## WHAT TO DO
Count the lines below that contain the word "vertical", and reply with only that number.

Stored entries
use glam::Vec3;

/// Largest absolute pitch in degrees. Keeps `front` away from `world_up`.
pub const PITCH_LIMIT: f32 = 89.0;
/// Narrowest vertical field of view in degrees.
pub const ZOOM_MIN: f32 = 1.0;
/// Widest vertical field of view in degrees.
pub const ZOOM_MAX: f32 = 45.0;

/// Yaw/pitch/zoom angles plus the orthonormal basis derived from them.
///
/// All angles are in degrees. The basis is cached: it is recomputed whenever
/// yaw or pitch changes and read for free afterwards.
#[derive(Debug, Clone, Copy, PartialEq)]
pub struct Orientation {
    yaw: f32,
    pitch: f32,
    zoom: f32,
    world_up: Vec3,
    front: Vec3,
    right: Vec3,
    up: Vec3,
}

impl Orientation {
    /// Build an orientation. `pitch` and `zoom` are clamped into range.
    pub fn new(yaw: f32, pitch: f32, zoom: f32, world_up: Vec3) -> Self {
        let mut orientation = Self {
            yaw,
            pitch: clamp_pitch(pitch),
            zoom: clamp_zoom(zoom),
            world_up: world_up.normalize(),
            front: Vec3::NEG_Z,
            right: Vec3::X,
            up: Vec3::Y,
        };
        orientation.update_basis();
        orientation
    }

    pub fn yaw(&self) -> f32 {
        self.yaw
    }

    pub fn pitch(&self) -> f32 {
        self.pitch
    }

    pub fn zoom(&self) -> f32 {
        self.zoom
    }

    pub fn world_up(&self) -> Vec3 {
        self.world_up
    }

    pub fn front(&self) -> Vec3 {
        self.front
    }

    pub fn right(&self) -> Vec3 {
        self.right
    }

    pub fn up(&self) -> Vec3 {
        self.up
    }

    /// Add to yaw and pitch, optionally clamping pitch, then rebuild the basis.
    pub fn rotate(&mut self, yaw_delta: f32, pitch_delta: f32, constrain_pitch: bool) {
        self.yaw += yaw_delta;
        self.pitch += pitch_delta;
        if constrain_pitch {
            self.pitch = clamp_pitch(self.pitch);
        }
        self.update_basis();
    }

    /// Narrow (positive) or widen (negative) the field of view.
    pub fn zoom_by(&mut self, amount: f32) {
        self.zoom = clamp_zoom(self.zoom - amount);
    }

    fn update_basis(&mut self) {
        let (yaw_sin, yaw_cos) = self.yaw.to_radians().sin_cos();
        let (pitch_sin, pitch_cos) = self.pitch.to_radians().sin_cos();
        self.front = Vec3::new(yaw_cos * pitch_cos, pitch_sin, yaw_sin * pitch_cos).normalize();
        self.right = self.front.cross(self.world_up).normalize();
        self.up = self.right.cross(self.front).normalize();
    }
}

fn clamp_pitch(pitch: f32) -> f32 {
    pitch.clamp(-PITCH_LIMIT, PITCH_LIMIT)
}

fn clamp_zoom(zoom: f32) -> f32 {
    zoom.clamp(ZOOM_MIN, ZOOM_MAX)
}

## RESULT OF THIS EXERCISE
2